What to produce: Say how many lines in the entries hold the string "DecodeOptions", giving the number by itself.

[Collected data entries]
.....

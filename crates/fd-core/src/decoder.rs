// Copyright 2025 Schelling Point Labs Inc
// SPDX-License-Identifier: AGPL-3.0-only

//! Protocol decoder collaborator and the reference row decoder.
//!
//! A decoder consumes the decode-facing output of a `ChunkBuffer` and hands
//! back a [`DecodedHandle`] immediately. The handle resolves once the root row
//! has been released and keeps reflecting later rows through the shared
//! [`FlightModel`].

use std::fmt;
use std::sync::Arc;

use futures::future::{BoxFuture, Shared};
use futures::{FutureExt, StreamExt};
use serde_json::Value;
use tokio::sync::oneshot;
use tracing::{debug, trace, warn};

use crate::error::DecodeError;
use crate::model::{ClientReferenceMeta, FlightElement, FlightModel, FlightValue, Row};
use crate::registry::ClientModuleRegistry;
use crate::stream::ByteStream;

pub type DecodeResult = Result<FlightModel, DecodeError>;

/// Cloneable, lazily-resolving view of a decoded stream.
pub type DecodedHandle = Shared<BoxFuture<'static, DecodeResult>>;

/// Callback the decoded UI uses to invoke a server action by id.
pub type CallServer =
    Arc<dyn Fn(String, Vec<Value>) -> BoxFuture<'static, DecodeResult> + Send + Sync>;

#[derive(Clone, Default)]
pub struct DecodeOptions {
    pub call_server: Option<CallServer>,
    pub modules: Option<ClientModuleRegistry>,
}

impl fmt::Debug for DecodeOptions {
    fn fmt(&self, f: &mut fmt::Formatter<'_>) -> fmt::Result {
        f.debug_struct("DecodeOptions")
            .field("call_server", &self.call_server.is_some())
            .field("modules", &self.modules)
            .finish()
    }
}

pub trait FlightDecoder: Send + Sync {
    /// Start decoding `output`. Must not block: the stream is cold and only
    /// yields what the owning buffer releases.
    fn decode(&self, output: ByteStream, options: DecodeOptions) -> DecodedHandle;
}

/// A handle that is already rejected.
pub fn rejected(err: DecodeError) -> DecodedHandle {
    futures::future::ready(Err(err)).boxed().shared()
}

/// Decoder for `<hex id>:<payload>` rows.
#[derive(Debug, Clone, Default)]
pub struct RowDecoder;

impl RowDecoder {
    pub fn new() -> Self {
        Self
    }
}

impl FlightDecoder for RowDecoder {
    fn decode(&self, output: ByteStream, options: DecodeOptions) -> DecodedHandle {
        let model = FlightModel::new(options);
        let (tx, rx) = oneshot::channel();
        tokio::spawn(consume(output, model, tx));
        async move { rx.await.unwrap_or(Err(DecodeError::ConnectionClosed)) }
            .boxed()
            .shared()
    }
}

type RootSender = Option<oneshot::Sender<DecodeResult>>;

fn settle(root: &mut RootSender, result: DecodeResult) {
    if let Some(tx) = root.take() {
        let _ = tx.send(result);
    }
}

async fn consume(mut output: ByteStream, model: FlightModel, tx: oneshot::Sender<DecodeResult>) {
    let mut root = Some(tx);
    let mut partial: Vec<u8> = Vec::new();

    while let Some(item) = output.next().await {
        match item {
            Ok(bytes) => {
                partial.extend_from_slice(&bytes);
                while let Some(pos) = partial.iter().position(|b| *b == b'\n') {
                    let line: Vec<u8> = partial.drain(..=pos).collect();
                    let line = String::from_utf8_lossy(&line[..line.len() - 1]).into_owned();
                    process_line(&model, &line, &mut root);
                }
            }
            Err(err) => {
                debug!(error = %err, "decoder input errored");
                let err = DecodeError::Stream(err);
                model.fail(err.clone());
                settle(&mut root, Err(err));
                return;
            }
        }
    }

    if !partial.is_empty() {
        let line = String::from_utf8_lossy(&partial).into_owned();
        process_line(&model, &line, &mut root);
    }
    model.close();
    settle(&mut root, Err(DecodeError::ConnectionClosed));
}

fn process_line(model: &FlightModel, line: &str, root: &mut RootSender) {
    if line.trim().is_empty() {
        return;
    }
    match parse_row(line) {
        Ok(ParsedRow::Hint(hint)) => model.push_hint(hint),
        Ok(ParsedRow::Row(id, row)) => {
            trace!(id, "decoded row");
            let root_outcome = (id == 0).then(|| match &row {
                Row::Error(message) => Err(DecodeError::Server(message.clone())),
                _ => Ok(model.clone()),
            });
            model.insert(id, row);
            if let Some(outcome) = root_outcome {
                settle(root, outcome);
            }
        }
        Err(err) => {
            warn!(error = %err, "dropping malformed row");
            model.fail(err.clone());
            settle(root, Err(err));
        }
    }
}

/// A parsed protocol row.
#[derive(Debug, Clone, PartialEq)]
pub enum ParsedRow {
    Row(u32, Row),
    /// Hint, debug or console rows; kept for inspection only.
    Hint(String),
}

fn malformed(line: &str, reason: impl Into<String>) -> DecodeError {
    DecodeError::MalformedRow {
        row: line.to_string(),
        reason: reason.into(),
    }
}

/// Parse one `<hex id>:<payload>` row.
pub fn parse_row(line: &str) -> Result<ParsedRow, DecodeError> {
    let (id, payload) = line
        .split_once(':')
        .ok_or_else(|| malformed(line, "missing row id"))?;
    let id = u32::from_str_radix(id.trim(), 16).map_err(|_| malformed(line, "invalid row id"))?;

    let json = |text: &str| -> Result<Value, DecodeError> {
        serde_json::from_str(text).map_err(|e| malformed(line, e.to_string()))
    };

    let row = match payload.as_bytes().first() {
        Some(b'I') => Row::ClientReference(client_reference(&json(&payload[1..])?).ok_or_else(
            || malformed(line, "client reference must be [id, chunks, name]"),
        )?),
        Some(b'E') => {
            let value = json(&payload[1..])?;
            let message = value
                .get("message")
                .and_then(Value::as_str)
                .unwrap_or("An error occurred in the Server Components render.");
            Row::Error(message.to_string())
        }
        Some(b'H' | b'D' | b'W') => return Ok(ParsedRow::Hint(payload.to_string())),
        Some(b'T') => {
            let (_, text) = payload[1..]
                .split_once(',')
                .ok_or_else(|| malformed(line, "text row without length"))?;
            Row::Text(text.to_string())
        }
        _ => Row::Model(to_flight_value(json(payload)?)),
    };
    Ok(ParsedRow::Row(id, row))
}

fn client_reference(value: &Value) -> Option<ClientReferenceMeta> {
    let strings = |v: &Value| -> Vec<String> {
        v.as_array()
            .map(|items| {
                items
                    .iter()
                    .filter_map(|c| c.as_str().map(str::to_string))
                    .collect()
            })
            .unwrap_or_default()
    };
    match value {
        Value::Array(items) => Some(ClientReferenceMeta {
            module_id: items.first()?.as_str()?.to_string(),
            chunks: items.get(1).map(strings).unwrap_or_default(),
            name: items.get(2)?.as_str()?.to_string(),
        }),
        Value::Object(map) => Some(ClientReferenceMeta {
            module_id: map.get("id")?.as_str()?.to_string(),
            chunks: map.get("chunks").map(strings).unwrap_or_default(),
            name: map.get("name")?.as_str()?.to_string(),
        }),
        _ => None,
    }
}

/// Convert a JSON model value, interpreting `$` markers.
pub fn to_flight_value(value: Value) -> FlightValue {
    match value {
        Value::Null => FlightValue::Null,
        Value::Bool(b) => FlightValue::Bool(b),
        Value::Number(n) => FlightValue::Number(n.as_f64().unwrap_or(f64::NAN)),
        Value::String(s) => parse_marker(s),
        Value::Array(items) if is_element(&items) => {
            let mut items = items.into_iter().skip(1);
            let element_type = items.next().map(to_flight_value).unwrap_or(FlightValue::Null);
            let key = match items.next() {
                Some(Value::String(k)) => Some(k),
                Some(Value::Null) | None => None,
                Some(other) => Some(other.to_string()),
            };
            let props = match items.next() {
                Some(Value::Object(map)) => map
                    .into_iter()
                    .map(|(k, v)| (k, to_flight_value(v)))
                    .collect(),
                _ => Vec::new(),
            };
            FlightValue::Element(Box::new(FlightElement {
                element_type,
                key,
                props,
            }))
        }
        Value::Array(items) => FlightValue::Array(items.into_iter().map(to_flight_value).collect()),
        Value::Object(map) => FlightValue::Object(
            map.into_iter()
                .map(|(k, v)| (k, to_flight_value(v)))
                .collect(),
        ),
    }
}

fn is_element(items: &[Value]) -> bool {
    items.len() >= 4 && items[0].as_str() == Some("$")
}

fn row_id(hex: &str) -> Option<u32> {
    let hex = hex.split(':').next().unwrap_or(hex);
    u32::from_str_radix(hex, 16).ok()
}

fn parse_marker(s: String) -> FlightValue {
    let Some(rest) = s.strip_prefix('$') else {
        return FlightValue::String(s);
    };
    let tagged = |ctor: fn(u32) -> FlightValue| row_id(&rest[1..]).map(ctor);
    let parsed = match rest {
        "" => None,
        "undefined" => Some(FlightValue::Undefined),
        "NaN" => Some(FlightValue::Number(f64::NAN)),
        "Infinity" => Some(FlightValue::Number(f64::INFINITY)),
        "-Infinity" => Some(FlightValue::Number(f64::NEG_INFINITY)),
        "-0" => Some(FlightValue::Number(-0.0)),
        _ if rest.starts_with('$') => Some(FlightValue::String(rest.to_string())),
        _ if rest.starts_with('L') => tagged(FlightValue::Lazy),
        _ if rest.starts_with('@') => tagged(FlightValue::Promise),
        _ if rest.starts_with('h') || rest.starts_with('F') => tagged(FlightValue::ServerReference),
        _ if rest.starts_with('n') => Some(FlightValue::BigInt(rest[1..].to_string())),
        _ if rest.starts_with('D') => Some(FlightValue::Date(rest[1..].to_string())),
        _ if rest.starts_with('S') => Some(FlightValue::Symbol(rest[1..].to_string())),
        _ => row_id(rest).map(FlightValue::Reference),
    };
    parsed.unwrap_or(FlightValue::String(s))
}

.....

Response to the exercise: 5